Task-stacking or multi-tasking was another concern identified by the researchers. Garrick noted that such multitasking may feel essential in a busy dialysis center, but it may increase the likelihood of interruptions and errors.

“We’re switching back and forth quickly from one task to another and when we do it, we’re actually using the same cognitive function [to accomplish multiple tasks],” Garrick said. “The reality is that that can actually kind of overwhelm human capabilities.”

Other challenges identified were complex procedures and policies regarding items designated as “clean” or “dirty.” Often, items may switch from clean to dirty during the course of a patient’s care, Parker noted.


Absence of readily available hand sanitizer and remote location of sink could be a barrier to infection control in this dialysis unit

Citation: Kidney News 11, 10/11

Facilitating better care

The researchers also identified factors that can support infection control practices, including interoperability of machines and computer systems, teamwork and staffing support, and leadership.

“The facilities that worked well together tended to support each other in times of stress where patients needed extra help,” Garrick said.

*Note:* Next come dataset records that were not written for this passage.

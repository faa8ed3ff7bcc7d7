fn main() {
    if let Ok(target) = std::env::var("TARGET") {
        println!("cargo:rustc-env=UCPACK_BUILD_TARGET={target}");
    }
    println!("cargo:rerun-if-env-changed=TARGET");
}
use std::io::{ErrorKind, Read};

use bytes::BytesMut;

use crate::codec::{FrameConfig, Packet, PacketCodec};
use crate::error::{FrameError, Result};

const READ_CHUNK_SIZE: usize = 1024;

/// Reads validated packets from any `Read` stream.
///
/// Garbage, truncated frames and checksum failures are skipped; callers only
/// ever see packets whose end marker and CRC checked out.
pub struct PacketReader<T> {
    inner: T,
    codec: PacketCodec,
    pending: BytesMut,
}

impl<T: Read> PacketReader<T> {
    /// Create a reader with default markers and ingest capacity.
    pub fn new(inner: T) -> Result<Self> {
        Self::with_config(inner, FrameConfig::default())
    }

    /// Create a reader with explicit configuration.
    pub fn with_config(inner: T, config: FrameConfig) -> Result<Self> {
        Ok(Self {
            inner,
            codec: PacketCodec::with_config(config)?,
            pending: BytesMut::with_capacity(READ_CHUNK_SIZE),
        })
    }

    /// Read the next valid packet (blocking).
    ///
    /// Returns `Err(FrameError::ConnectionClosed)` when EOF is reached, even
    /// if a partial frame is still buffered.
    pub fn read_packet(&mut self) -> Result<Packet> {
        loop {
            if let Some(packet) = self.codec.next_packet(&mut self.pending) {
                return Ok(packet);
            }

            let mut chunk = [0u8; READ_CHUNK_SIZE];
            let read = match self.inner.read(&mut chunk) {
                Ok(n) => n,
                Err(err) if err.kind() == ErrorKind::Interrupted => continue,
                Err(err) => return Err(FrameError::Io(err)),
            };

            if read == 0 {
                return Err(FrameError::ConnectionClosed);
            }

            self.pending.extend_from_slice(&chunk[..read]);
        }
    }

    /// Borrow the underlying stream.
    pub fn get_ref(&self) -> &T {
        &self.inner
    }

    /// Mutably borrow the underlying stream.
    pub fn get_mut(&mut self) -> &mut T {
        &mut self.inner
    }

    /// Consume the reader and return the inner stream.
    pub fn into_inner(self) -> T {
        self.inner
    }

    /// The codec holding buffered input and the last payload.
    pub fn codec(&self) -> &PacketCodec {
        &self.codec
    }

    /// Current reader configuration.
    pub fn config(&self) -> &FrameConfig {
        self.codec.config()
    }
}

The NTDS program doesn’t yet have any new recommendations on how to improve infection control in dialysis units based on the human factors data, said Alan Kliger, MD, nephrologist and clinical professor at Yale School of Medicine in New Haven, Connecticut. But the preliminary insights shared during the webinar, which will be freely available on the NTDS website, may help dialysis centers better implement existing CDC infection control guidelines.

“We hope that by presenting these initial findings we’ve provoked some thoughts about what we can do in our clinical practice to alleviate some of the problems that we’ve addressed,” he said. For example, he suggested that dialysis centers may want to implement a policy that bars nonessential interruptions during critical procedures, an approach similar to what airlines use to prevent nonessential pilot interruptions during takeoff.

Kliger also emphasized the importance of engaging staff and soliciting their ideas about configuring workflows and tasks to improve the efficiency and safety of care. He highlighted strategies such as creating a staff input bulletin board or encouraging group staff interactions.

Often, small changes in workflows and practices can make a big difference in how well highly trained staff are able to do their jobs, Parker said. Human systems engineering analyses can help identify those changes.

“By identifying these systems issues or these systems contributors, we can improve care for patients as well as make life easier for providers, let them do what they are good at, what they are trained to do.”